Sea Scallops on Fettuccine
2 tsp. grated lime rind, divided
1/2 cup fresh lime juice
1/2 cup fresh orange juice
1/2 tsp. ground white pepper
1 pound sea scallops, halved lengthwise
1 (9-ounce) package refrigerated spinach fettuccine
1/4 cup sliced green onions (about 3 large)
Combine 1 tsp. line rind and next 3 ingredients in a shallow dish; add scallops, and let stand 5 minutes, turning once.

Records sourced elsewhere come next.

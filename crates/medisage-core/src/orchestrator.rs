//! Per-turn orchestration of formatting, completion and persistence.
//!
//! A turn moves `Idle -> Formatting -> AwaitingCompletion -> Persisting -> Idle`.
//! Completion failures do not abort the turn: the user's message is stored
//! together with an apology reply so the conversation stays consistent.
//! Turns for the same session id are serialized by a per-session lock; turns
//! for different sessions run concurrently.

use crate::error::CompletionErrorKind;
use crate::{AssessmentStore, CompletionClient, EngineError, Result, SessionStore, formatter, scoring};
use chrono::Utc;
use dashmap::DashMap;
use medisage_types::{
    AssessmentForm, Attachment, ConversationTurn, RiskAssessmentRecord, Session, SessionSummary,
    TestVariant,
};
use std::sync::Arc;
use tokio::sync::{Mutex, OwnedMutexGuard};
use tracing::{debug, error, info};
use uuid::Uuid;

/// Reply stored when the completion call fails.
pub const APOLOGY: &str = "Sorry, there was an error processing your request. Please try again.";

/// Where a turn currently is.
#[derive(Debug, Clone, Copy, PartialEq, Eq)]
pub enum TurnPhase {
    Idle,
    Formatting,
    AwaitingCompletion,
    Persisting,
    Failed,
}

#[derive(Debug, Clone)]
pub struct OrchestratorConfig {
    pub system_prompt: Option<String>,
    /// Prior non-system turns sent with each request.
    pub history_window: usize,
}

impl Default for OrchestratorConfig {
    fn default() -> Self {
        Self {
            system_prompt: Some(
                "You are MediSage, a careful health assistant. Answer clearly, \
                 and recommend seeing a clinician for diagnosis or treatment."
                    .to_string(),
            ),
            history_window: 20,
        }
    }
}

/// New user input for a session.
#[derive(Debug, Clone)]
pub struct TurnRequest {
    /// Existing or client-chosen id; a new one is generated when absent.
    pub session_id: Option<String>,
    pub owner_id: String,
    pub text: String,
    pub attachments: Vec<Attachment>,
}

/// Result of a handled turn.
#[derive(Debug, Clone)]
pub struct TurnOutcome {
    pub session_id: String,
    /// Assistant text as stored (the apology on failure).
    pub reply: String,
    /// Set when the completion call failed and the apology was stored.
    pub failure: Option<CompletionErrorKind>,
    pub session: Session,
}

impl TurnOutcome {
    pub fn succeeded(&self) -> bool {
        self.failure.is_none()
    }
}

/// Holds a session's lock; drops the map entry when nobody else wants it.
struct SessionLease<'a> {
    locks: &'a DashMap<String, Arc<Mutex<()>>>,
    key: String,
    guard: Option<OwnedMutexGuard<()>>,
}

impl Drop for SessionLease<'_> {
    fn drop(&mut self) {
        self.guard.take();
        self.locks
            .remove_if(&self.key, |_, lock| Arc::strong_count(lock) == 1);
    }
}

pub struct SessionOrchestrator {
    sessions: Arc<SessionStore>,
    assessments: Arc<AssessmentStore>,
    completion: CompletionClient,
    config: OrchestratorConfig,
    locks: DashMap<String, Arc<Mutex<()>>>,
}

impl SessionOrchestrator {
    pub fn new(
        sessions: Arc<SessionStore>,
        assessments: Arc<AssessmentStore>,
        completion: CompletionClient,
        config: OrchestratorConfig,
    ) -> Self {
        Self {
            sessions,
            assessments,
            completion,
            config,
            locks: DashMap::new(),
        }
    }

    pub fn sessions(&self) -> &Arc<SessionStore> {
        &self.sessions
    }

    pub fn assessments(&self) -> &Arc<AssessmentStore> {
        &self.assessments
    }

    async fn lease(&self, session_id: &str) -> SessionLease<'_> {
        let lock = self
            .locks
            .entry(session_id.to_string())
            .or_default()
            .clone();
        SessionLease {
            locks: &self.locks,
            key: session_id.to_string(),
            guard: Some(lock.lock_owned().await),
        }
    }

    /// Number of sessions with a turn in flight.
    pub fn in_flight(&self) -> usize {
        self.locks.len()
    }

    fn enter(&self, session_id: &str, phase: TurnPhase) {
        debug!(target: "medisage::chat", "Session {}: {:?}", session_id, phase);
    }

    /// Handle one user turn end to end.
    ///
    /// Fails only on empty input, an ownership mismatch, or a store error.
    /// Completion failures are absorbed into an apology reply.
    pub async fn submit(&self, request: TurnRequest) -> Result<TurnOutcome> {
        let TurnRequest {
            session_id,
            owner_id,
            text,
            attachments,
        } = request;
        let session_id = session_id
            .filter(|id| !id.trim().is_empty())
            .unwrap_or_else(|| Uuid::new_v4().to_string());

        self.enter(&session_id, TurnPhase::Formatting);
        formatter::user_blocks(&text, &attachments)?;

        let _lease = self.lease(&session_id).await;

        let history = match self.sessions.get(&session_id)? {
            Some(session) if !session.readable_by(&owner_id) => {
                return Err(EngineError::NotOwner(session_id));
            }
            Some(session) => session.turns,
            None => Vec::new(),
        };

        let messages = formatter::format_conversation(
            &history,
            &text,
            &attachments,
            self.config.history_window,
        )?;
        let user_turn = ConversationTurn::user(text, attachments);

        self.enter(&session_id, TurnPhase::AwaitingCompletion);
        let result = self
            .completion
            .complete(self.config.system_prompt.as_deref(), messages)
            .await;

        let (reply, failure) = match result {
            Ok(reply) => (reply, None),
            Err(e) => {
                self.enter(&session_id, TurnPhase::Failed);
                error!(
                    target: "medisage::chat",
                    "Completion failed for session {}: {}; storing apology", session_id, e
                );
                (APOLOGY.to_string(), Some(e.kind))
            }
        };

        self.enter(&session_id, TurnPhase::Persisting);
        let assistant_turn = ConversationTurn::assistant(reply.clone());
        let session = self
            .sessions
            .upsert_append(&session_id, &owner_id, &[user_turn, assistant_turn])
            .inspect_err(|e| {
                error!(target: "medisage::chat", "Failed to persist turn for {}: {}", session_id, e);
            })?;

        self.enter(&session_id, TurnPhase::Idle);
        info!(
            target: "medisage::chat",
            "Session {} now has {} turns (success: {})",
            session_id,
            session.turns.len(),
            failure.is_none()
        );

        Ok(TurnOutcome {
            session_id,
            reply,
            failure,
            session,
        })
    }

    /// Append already-formed turns without calling the model.
    pub async fn append_turns(
        &self,
        session_id: &str,
        owner_id: &str,
        turns: Vec<ConversationTurn>,
    ) -> Result<Session> {
        let _lease = self.lease(session_id).await;
        if let Some(existing) = self.sessions.get(session_id)? {
            if !existing.readable_by(owner_id) {
                return Err(EngineError::NotOwner(session_id.to_string()));
            }
        }
        self.sessions.upsert_append(session_id, owner_id, &turns)
    }

    /// Fetch a session, enforcing ownership when a caller is given.
    pub fn get_session(&self, session_id: &str, caller: Option<&str>) -> Result<Session> {
        let session = self
            .sessions
            .get(session_id)?
            .ok_or_else(|| EngineError::SessionNotFound(session_id.to_string()))?;
        match caller {
            Some(owner) if !session.readable_by(owner) => {
                Err(EngineError::NotOwner(session_id.to_string()))
            }
            _ => Ok(session),
        }
    }

    pub fn list_sessions(&self, owner_id: &str, limit: usize) -> Result<Vec<SessionSummary>> {
        self.sessions.list_by_owner(owner_id, limit)
    }

    /// Delete a session owned by `owner_id`. Sessions owned by someone else
    /// are reported as not found.
    pub async fn delete_session(&self, session_id: &str, owner_id: &str) -> Result<()> {
        let _lease = self.lease(session_id).await;
        match self.sessions.get(session_id)? {
            Some(session) if session.owner_id == owner_id => {
                self.sessions.delete(session_id)?;
                info!(target: "medisage::chat", "Deleted session {}", session_id);
                Ok(())
            }
            _ => Err(EngineError::SessionNotFound(session_id.to_string())),
        }
    }

    /// Score a form and store the result as a new record.
    pub fn submit_assessment(
        &self,
        owner_id: &str,
        test_variant: &str,
        form: AssessmentForm,
    ) -> Result<RiskAssessmentRecord> {
        let variant: TestVariant = test_variant
            .parse()
            .map_err(|_| EngineError::UnsupportedVariant(test_variant.to_string()))?;
        let result = scoring::score(variant, &form);

        let record = RiskAssessmentRecord {
            test_id: Uuid::new_v4(),
            owner_id: owner_id.to_string(),
            test_variant: variant,
            input_form: form,
            score: result.score,
            risk_label: result.risk_label,
            created_at: Utc::now(),
        };
        self.assessments.insert(&record)?;

        info!(
            target: "medisage::assessment",
            "Stored {} assessment {} for {}: score {} ({})",
            variant,
            record.test_id,
            owner_id,
            record.score,
            record.risk_label.as_str()
        );
        Ok(record)
    }

    pub fn list_assessments(&self, owner_id: &str, limit: usize) -> Result<Vec<RiskAssessmentRecord>> {
        self.assessments.list_by_owner(owner_id, limit)
    }

    pub fn get_assessment(&self, test_id: Uuid) -> Result<RiskAssessmentRecord> {
        self.assessments
            .get(test_id)?
            .ok_or(EngineError::AssessmentNotFound(test_id))
    }
}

While scallops marinate, cook pasta according to package directions, omitting salt and fat. Drain well. set aside; keep warm
Remove scallops from marinade, reserving marinade. Coat a large nonstick skillet with cooking spray; place over medium-high heat until hot. Add scallops; cook 1 minute on each side or until lightly browned. Remove scallops from skillet; set aside, and keep warm. Add marinade mixture to skillet, and cook 1 minute, stirring to scrape particles that cling to bottom of skillet.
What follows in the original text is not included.